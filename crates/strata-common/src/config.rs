//! Strata Node Configuration
//!
//! Typed configuration for a replica: its own socket address (which doubles
//! as its replica identity), the seeded view, and the optional initial shard
//! count. Values come from the environment (`SOCKET_ADDRESS`, `VIEW`,
//! `SHARD_COUNT`) or equivalent command-line flags.
//!
//! @version 0.1.0
//! @author AutomataNexus Development Team

use crate::error::{Result, StrataError};
use crate::types::ReplicaId;
use serde::{Deserialize, Serialize};

// =============================================================================
// Node Configuration
// =============================================================================

/// Configuration for a single replica process.
#[derive(Debug, Clone, Serialize, Deserialize)]
pub struct NodeConfig {
    /// Bind target and replica identity, `host:port`.
    pub socket_address: String,
    /// Initial belief about the set of live replicas, including self.
    pub view: Vec<ReplicaId>,
    /// Initial shard count. Absent means the node runs non-sharded.
    pub shard_count: Option<usize>,
}

impl NodeConfig {
    /// Build a configuration from raw environment values.
    pub fn new(socket_address: String, view: &str, shard_count: Option<usize>) -> Result<Self> {
        if socket_address.is_empty() {
            return Err(StrataError::Configuration(
                "SOCKET_ADDRESS must not be empty".to_string(),
            ));
        }
        if let Some(count) = shard_count {
            if count == 0 {
                return Err(StrataError::Configuration(
                    "SHARD_COUNT must be at least 1".to_string(),
                ));
            }
        }

        let view = parse_view(view);
        Ok(Self {
            socket_address,
            view,
            shard_count,
        })
    }

    /// The replica identity of this node.
    pub fn self_id(&self) -> ReplicaId {
        ReplicaId::new(self.socket_address.clone())
    }

    /// Seeded peers, excluding this node.
    pub fn seeded_peers(&self) -> Vec<ReplicaId> {
        let self_id = self.self_id();
        self.view.iter().filter(|r| **r != self_id).cloned().collect()
    }
}

/// Parse a comma-separated view string into unique replica ids, preserving
/// order of first appearance.
fn parse_view(raw: &str) -> Vec<ReplicaId> {
    let mut view = Vec::new();
    for part in raw.split(',') {
        let addr = part.trim();
        if addr.is_empty() {
            continue;
        }
        let id = ReplicaId::new(addr);
        if !view.contains(&id) {
            view.push(id);
        }
    }
    view
}

// =============================================================================
// Tests
// =============================================================================

#[cfg(test)]
mod tests {
    use super::*;

    #[test]
    fn test_parse_view() {
        let config = NodeConfig::new(
            "10.10.0.2:8090".to_string(),
            "10.10.0.2:8090,10.10.0.3:8090, 10.10.0.4:8090",
            None,
        )
        .unwrap();

        assert_eq!(config.view.len(), 3);
        assert_eq!(config.view[1].as_str(), "10.10.0.3:8090");
    }

    #[test]
    fn test_view_deduplicates() {
        let config = NodeConfig::new(
            "a:1".to_string(),
            "a:1,b:1,a:1,,b:1",
            Some(1),
        )
        .unwrap();

        assert_eq!(config.view.len(), 2);
    }

    #[test]
    fn test_seeded_peers_excludes_self() {
        let config = NodeConfig::new("a:1".to_string(), "a:1,b:1,c:1", None).unwrap();
        let peers = config.seeded_peers();
        assert_eq!(peers.len(), 2);
        assert!(!peers.contains(&ReplicaId::new("a:1")));
    }

    #[test]
    fn test_rejects_empty_address() {
        assert!(NodeConfig::new(String::new(), "a:1", None).is_err());
    }

    #[test]
    fn test_rejects_zero_shard_count() {
        assert!(NodeConfig::new("a:1".to_string(), "a:1", Some(0)).is_err());
    }
}
//! Strata Key-Value Store
//!
//! The in-memory key-value map. Values are opaque JSON terms preserved
//! verbatim alongside a client-supplied type tag. The store itself holds no
//! lock: the causal engine owns it behind the same mutex as the vector
//! clock, so a write's predicate evaluation, clock bump, and mutation form
//! one critical section.
//!
//! @version 0.1.0
//! @author AutomataNexus Development Team

use serde::{Deserialize, Serialize};
use std::collections::HashMap;
use strata_common::{Result, StoredValue, StrataError};

/// Maximum key length in bytes.
pub const MAX_KEY_LEN: usize = 50;

// =============================================================================
// Put Outcome
// =============================================================================

/// Result of a put: whether the key was freshly created or replaced.
#[derive(Debug, Clone, Copy, PartialEq, Eq)]
pub enum PutOutcome {
    Created,
    Replaced,
}

impl PutOutcome {
    /// The wire label for this outcome.
    pub fn as_str(&self) -> &'static str {
        match self {
            PutOutcome::Created => "created",
            PutOutcome::Replaced => "replaced",
        }
    }
}

// =============================================================================
// KV Store
// =============================================================================

/// In-memory map from key to stored record.
#[derive(Debug, Clone, Default, Serialize, Deserialize)]
#[serde(transparent)]
pub struct KvStore {
    entries: HashMap<String, StoredValue>,
}

impl KvStore {
    /// Create a new empty store.
    pub fn new() -> Self {
        Self {
            entries: HashMap::new(),
        }
    }

    /// Validate a write's key and value against the store contracts.
    pub fn validate(key: &str, value: &serde_json::Value) -> Result<()> {
        if key.len() > MAX_KEY_LEN {
            return Err(StrataError::KeyTooLong);
        }
        if value.is_null() || value.as_str() == Some("") {
            return Err(StrataError::NoValue);
        }
        Ok(())
    }

    /// Insert or replace a record.
    pub fn put(&mut self, key: &str, record: StoredValue) -> Result<PutOutcome> {
        Self::validate(key, &record.value)?;
        match self.entries.insert(key.to_string(), record) {
            Some(_) => Ok(PutOutcome::Replaced),
            None => Ok(PutOutcome::Created),
        }
    }

    /// Insert or replace a record without contract checks. Used for reshard
    /// hand-offs and sync, where the record was validated at its origin.
    pub fn put_unchecked(&mut self, key: &str, record: StoredValue) {
        self.entries.insert(key.to_string(), record);
    }

    /// Look up a record.
    pub fn get(&self, key: &str) -> Option<&StoredValue> {
        self.entries.get(key)
    }

    /// Remove a record.
    pub fn delete(&mut self, key: &str) -> Result<StoredValue> {
        self.entries.remove(key).ok_or(StrataError::KeyNotFound)
    }

    /// Remove a record without reporting whether it existed.
    pub fn evict(&mut self, key: &str) {
        self.entries.remove(key);
    }

    /// Number of stored keys.
    pub fn key_count(&self) -> usize {
        self.entries.len()
    }

    /// Snapshot the full map.
    pub fn snapshot(&self) -> HashMap<String, StoredValue> {
        self.entries.clone()
    }

    /// Replace the full map wholesale (anti-entropy sync).
    pub fn replace_all(&mut self, entries: HashMap<String, StoredValue>) {
        self.entries = entries;
    }
}

// =============================================================================
// Tests
// =============================================================================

Work to complete: Every record must be repeated precisely and in full.

Task result:
filename crates/strata-common/src/config.rs
//! Strata Node Configuration
//!
//! Typed configuration for a replica: its own socket address (which doubles
//! as its replica identity), the seeded view, and the optional initial shard
//! count. Values come from the environment (`SOCKET_ADDRESS`, `VIEW`,
//! `SHARD_COUNT`) or equivalent command-line flags.
//!
//! @version 0.1.0
//! @author AutomataNexus Development Team

use crate::error::{Result, StrataError};
use crate::types::ReplicaId;
use serde::{Deserialize, Serialize};

// =============================================================================
// Node Configuration
// =============================================================================

/// Configuration for a single replica process.
#[derive(Debug, Clone, Serialize, Deserialize)]
pub struct NodeConfig {
    /// Bind target and replica identity, `host:port`.
    pub socket_address: String,
    /// Initial belief about the set of live replicas, including self.
    pub view: Vec<ReplicaId>,
    /// Initial shard count. Absent means the node runs non-sharded.
    pub shard_count: Option<usize>,
}

impl NodeConfig {
    /// Build a configuration from raw environment values.
    pub fn new(socket_address: String, view: &str, shard_count: Option<usize>) -> Result<Self> {
        if socket_address.is_empty() {
            return Err(StrataError::Configuration(
                "SOCKET_ADDRESS must not be empty".to_string(),
            ));
        }
        if let Some(count) = shard_count {
            if count == 0 {
                return Err(StrataError::Configuration(
                    "SHARD_COUNT must be at least 1".to_string(),
                ));
            }
        }

        let view = parse_view(view);
        Ok(Self {
            socket_address,
            view,
            shard_count,
        })
    }

    /// The replica identity of this node.
    pub fn self_id(&self) -> ReplicaId {
        ReplicaId::new(self.socket_address.clone())
    }

    /// Seeded peers, excluding this node.
    pub fn seeded_peers(&self) -> Vec<ReplicaId> {
        let self_id = self.self_id();
        self.view.iter().filter(|r| **r != self_id).cloned().collect()
    }
}

/// Parse a comma-separated view string into unique replica ids, preserving
/// order of first appearance.
fn parse_view(raw: &str) -> Vec<ReplicaId> {
    let mut view = Vec::new();
    for part in raw.split(',') {
        let addr = part.trim();
        if addr.is_empty() {
            continue;
        }
        let id = ReplicaId::new(addr);
        if !view.contains(&id) {
            view.push(id);
        }
    }
    view
}

// =============================================================================
// Tests
// =============================================================================

#[cfg(test)]
mod tests {
    use super::*;

    #[test]
    fn test_parse_view() {
        let config = NodeConfig::new(
            "10.10.0.2:8090".to_string(),
            "10.10.0.2:8090,10.10.0.3:8090, 10.10.0.4:8090",
            None,
        )
        .unwrap();

        assert_eq!(config.view.len(), 3);
        assert_eq!(config.view[1].as_str(), "10.10.0.3:8090");
    }

    #[test]
    fn test_view_deduplicates() {
        let config = NodeConfig::new(
            "a:1".to_string(),
            "a:1,b:1,a:1,,b:1",
            Some(1),
        )
        .unwrap();

        assert_eq!(config.view.len(), 2);
    }

    #[test]
    fn test_seeded_peers_excludes_self() {
        let config = NodeConfig::new("a:1".to_string(), "a:1,b:1,c:1", None).unwrap();
        let peers = config.seeded_peers();
        assert_eq!(peers.len(), 2);
        assert!(!peers.contains(&ReplicaId::new("a:1")));
    }

    #[test]
    fn test_rejects_empty_address() {
        assert!(NodeConfig::new(String::new(), "a:1", None).is_err());
    }

    #[test]
    fn test_rejects_zero_shard_count() {
        assert!(NodeConfig::new("a:1".to_string(), "a:1", Some(0)).is_err());
    }
}
//! Strata Key-Value Store
//!
//! The in-memory key-value map. Values are opaque JSON terms preserved
//! verbatim alongside a client-supplied type tag. The store itself holds no
//! lock: the causal engine owns it behind the same mutex as the vector
//! clock, so a write's predicate evaluation, clock bump, and mutation form
//! one critical section.
//!
//! @version 0.1.0
//! @author AutomataNexus Development Team

use serde::{Deserialize, Serialize};
use std::collections::HashMap;
use strata_common::{Result, StoredValue, StrataError};

/// Maximum key length in bytes.
pub const MAX_KEY_LEN: usize = 50;

// =============================================================================
// Put Outcome
// =============================================================================

/// Result of a put: whether the key was freshly created or replaced.
#[derive(Debug, Clone, Copy, PartialEq, Eq)]
pub enum PutOutcome {
    Created,
    Replaced,
}

impl PutOutcome {
    /// The wire label for this outcome.
    pub fn as_str(&self) -> &'static str {
        match self {
            PutOutcome::Created => "created",
            PutOutcome::Replaced => "replaced",
        }
    }
}

// =============================================================================
// KV Store
// =============================================================================

/// In-memory map from key to stored record.
#[derive(Debug, Clone, Default, Serialize, Deserialize)]
#[serde(transparent)]
pub struct KvStore {
    entries: HashMap<String, StoredValue>,
}

impl KvStore {
    /// Create a new empty store.
    pub fn new() -> Self {
        Self {
            entries: HashMap::new(),
        }
    }

    /// Validate a write's key and value against the store contracts.
    pub fn validate(key: &str, value: &serde_json::Value) -> Result<()> {
        if key.len() > MAX_KEY_LEN {
            return Err(StrataError::KeyTooLong);
        }
        if value.is_null() || value.as_str() == Some("") {
            return Err(StrataError::NoValue);
        }
        Ok(())
    }

    /// Insert or replace a record.
    pub fn put(&mut self, key: &str, record: StoredValue) -> Result<PutOutcome> {
        Self::validate(key, &record.value)?;
        match self.entries.insert(key.to_string(), record) {
            Some(_) => Ok(PutOutcome::Replaced),
            None => Ok(PutOutcome::Created),
        }
    }

    /// Insert or replace a record without contract checks. Used for reshard
    /// hand-offs and sync, where the record was validated at its origin.
    pub fn put_unchecked(&mut self, key: &str, record: StoredValue) {
        self.entries.insert(key.to_string(), record);
    }

    /// Look up a record.
    pub fn get(&self, key: &str) -> Option<&StoredValue> {
        self.entries.get(key)
    }

    /// Remove a record.
    pub fn delete(&mut self, key: &str) -> Result<StoredValue> {
        self.entries.remove(key).ok_or(StrataError::KeyNotFound)
    }

    /// Remove a record without reporting whether it existed.
    pub fn evict(&mut self, key: &str) {
        self.entries.remove(key);
    }

    /// Number of stored keys.
    pub fn key_count(&self) -> usize {
        self.entries.len()
    }

    /// Snapshot the full map.
    pub fn snapshot(&self) -> HashMap<String, StoredValue> {
        self.entries.clone()
    }

    /// Replace the full map wholesale (anti-entropy sync).
    pub fn replace_all(&mut self, entries: HashMap<String, StoredValue>) {
        self.entries = entries;
    }
}

// =============================================================================
// Tests
// =============================================================================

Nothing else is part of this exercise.